Extended ML, also known as EML, is a programming language designed for specifying and verifying software systems. The spelling of EML can be broken down using the International Phonetic Alphabet (IPA) as /ɪkˈstɛndɪd ɛmˈɛl/. The first syllable is pronounced as "ik", followed by "stend" for the second syllable. The third syllable is pronounced as "id", and the fourth syllable is conjoined with the fifth syllable to form "em-el". EML is widely used in the software engineering field for developing safety-critical systems.
Extended ML (EML) refers to an extension of the standard ML programming language, enhancing its capabilities and offering additional features. Standard ML is a statically-typed, functional programming language that supports type inference, algebraic data types, pattern matching, and higher-order functions. EML builds upon this foundation, introducing a set of new elements and syntax to enable advanced programming techniques and make the language more expressive.
In EML, there are various language extensions that enhance the type system, syntax, and semantics of ML. These extensions often involve inclusion of advanced type systems, adding modules, higher-kinded types, existential types, or mixing programming paradigms like logic programming or imperative programming into the language.

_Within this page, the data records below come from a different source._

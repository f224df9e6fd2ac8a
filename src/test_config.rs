//! The test configuration submitted by the dashboard form.

use serde::{Deserialize, Deserializer, Serialize};

use crate::config_validation::{
    DurationValidator, HttpMethodValidator, JsonTextValidator, RangeValidator, UrlValidator,
    ValidationContext, ValidationResult,
};
use crate::load_models::TestType;

pub const DEFAULT_URL: &str = "https://jsonplaceholder.typicode.com/posts";
pub const DEFAULT_HEADERS: &str = r#"{"Content-Type": "application/json"}"#;
pub const MIN_VUS: u32 = 1;
pub const MAX_VUS: u32 = 1000;

/// Parameters of a single load-test run.
///
/// `headers` and `body` hold raw JSON text exactly as typed into the form.
#[derive(Debug, Clone, PartialEq, Serialize, Deserialize)]
#[serde(rename_all = "camelCase")]
pub struct TestConfig {
    pub url: String,

    #[serde(default = "default_method")]
    pub method: String,

    #[serde(default, deserialize_with = "raw_json_text")]
    pub headers: String,

    #[serde(default, deserialize_with = "raw_json_text")]
    pub body: String,

    #[serde(default = "default_vus")]
    pub vus: u32,

    #[serde(default = "default_duration")]
    pub duration: String,

    #[serde(default)]
    pub test_type: TestType,
}

fn default_method() -> String {
    "GET".to_string()
}

fn default_vus() -> u32 {
    10
}

fn default_duration() -> String {
    "30s".to_string()
}

/// Accepts either JSON text or an inline JSON value and keeps it as text.
fn raw_json_text<'de, D>(deserializer: D) -> Result<String, D::Error>
where
    D: Deserializer<'de>,
{
    let value = Option::<serde_json::Value>::deserialize(deserializer)?;
    Ok(match value {
        None | Some(serde_json::Value::Null) => String::new(),
        Some(serde_json::Value::String(text)) => text,
        Some(other) => other.to_string(),
    })
}

impl Default for TestConfig {
    /// The form's initial values.
    fn default() -> Self {
        Self {
            url: DEFAULT_URL.to_string(),
            method: default_method(),
            headers: DEFAULT_HEADERS.to_string(),
            body: String::new(),
            vus: default_vus(),
            duration: default_duration(),
            test_type: TestType::default(),
        }
    }
}

impl TestConfig {
    /// Checks only the JSON text fields, the way the form does before submitting.
    pub fn validate_json_fields(&self) -> ValidationResult<()> {
        let mut ctx = ValidationContext::new();
        ctx.check(JsonTextValidator::validate_object(&self.headers, "headers").map(|_| ()));
        ctx.check(JsonTextValidator::validate(&self.body, "body").map(|_| ()));
        ctx.into_result()
    }

    /// Validates every field and reports all problems together.
    pub fn validate(&self) -> ValidationResult<()> {
        let mut ctx = ValidationContext::new();
        ctx.check(UrlValidator::validate(&self.url));
        ctx.check(HttpMethodValidator::validate(&self.method));
        ctx.check(JsonTextValidator::validate_object(&self.headers, "headers").map(|_| ()));
        ctx.check(JsonTextValidator::validate(&self.body, "body").map(|_| ()));
        ctx.check(RangeValidator::validate_u64(
            u64::from(self.vus),
            u64::from(MIN_VUS),
            u64::from(MAX_VUS),
            "vus",
        ));
        ctx.check(DurationValidator::validate_positive(&self.duration));
        ctx.into_result()
    }

    /// Upper-cased HTTP method.
    pub fn normalized_method(&self) -> String {
        self.method.trim().to_uppercase()
    }

    /// Headers as a JSON object; blank text yields an empty object.
    pub fn parsed_headers(&self) -> ValidationResult<serde_json::Map<String, serde_json::Value>> {
        JsonTextValidator::validate_object(&self.headers, "headers")
    }

    /// Request payload, or `None` when the body is blank.
    pub fn body_payload(&self) -> Option<&str> {
        if self.body.trim().is_empty() {
            None
        } else {
            Some(self.body.as_str())
        }
    }
}
//! Mock metrics for running the dashboard without a k6 installation.

use async_trait::async_trait;
use rand::Rng;
use std::time::Duration;
use tracing::info;

use crate::dashboard::TestExecutor;
use crate::results::{MetricsSummary, TestMetrics, TimelinePoint, TIMELINE_BUCKET_SECS};
use crate::runner::RunError;
use crate::test_config::TestConfig;

/// Number of points in a mock timeline.
pub const MOCK_TIMELINE_POINTS: usize = 20;

/// Produces a plausible, randomly generated run result.
///
/// `errors` is drawn from a range far below the minimum request count, so
/// the summary is always consistent.
pub fn generate_mock_metrics<R: Rng>(rng: &mut R) -> TestMetrics {
    let total_requests = rng.gen_range(1000..11000u64);

    let summary = MetricsSummary {
        total_requests,
        success_rate: 95.0 + rng.gen::<f64>() * 5.0,
        avg_response_time: 100.0 + rng.gen::<f64>() * 200.0,
        p95_response_time: 200.0 + rng.gen::<f64>() * 300.0,
        rps: 50.0 + rng.gen::<f64>() * 100.0,
        errors: rng.gen_range(0..50u64).min(total_requests),
    };

    let timeline = (0..MOCK_TIMELINE_POINTS)
        .map(|i| TimelinePoint {
            timestamp: format!("{}s", i as i64 * TIMELINE_BUCKET_SECS),
            response_time: 80.0 + rng.gen::<f64>() * 150.0,
            rps: 40.0 + rng.gen::<f64>() * 80.0,
            errors: rng.gen_range(0..3u64),
        })
        .collect();

    TestMetrics { summary, timeline }
}

/// Executor that waits for a fixed delay and returns mock metrics.
#[derive(Debug, Clone)]
pub struct MockExecutor {
    delay: Duration,
}

impl MockExecutor {
    pub fn new(delay: Duration) -> Self {
        Self { delay }
    }
}

impl Default for MockExecutor {
    fn default() -> Self {
        Self::new(Duration::from_secs(3))
    }
}

#[async_trait]
impl TestExecutor for MockExecutor {
    fn name(&self) -> &'static str {
        "mock"
    }

    async fn execute(&self, config: &TestConfig) -> Result<TestMetrics, RunError> {
        info!(
            url = %config.url,
            vus = config.vus,
            delay_ms = self.delay.as_millis() as u64,
            "Simulating test run with mock metrics"
        );

        if !self.delay.is_zero() {
            tokio::time::sleep(self.delay).await;
        }

        let mut rng = rand::thread_rng();
        Ok(generate_mock_metrics(&mut rng))
    }
}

The goal of Extended ML is to maintain the core features and type safety of standard ML while allowing programmers to work on a higher level and handle complex tasks more conveniently. By introducing new constructs and capabilities, EML enables the development of more flexible and powerful applications. It promotes code reusability, modularity, and correctness, making it a valuable tool for large-scale software engineering projects.
EML serves as a research language for exploring new programming language concepts and developing advanced program analysis and optimization techniques. Its extensibility allows for experimentation and the exploration of different language design choices. Additionally, it acts as a foundation for creating domain-specific languages (DSLs) tailored to specific problem domains, providing targeted abstractions and features to facilitate efficient programming.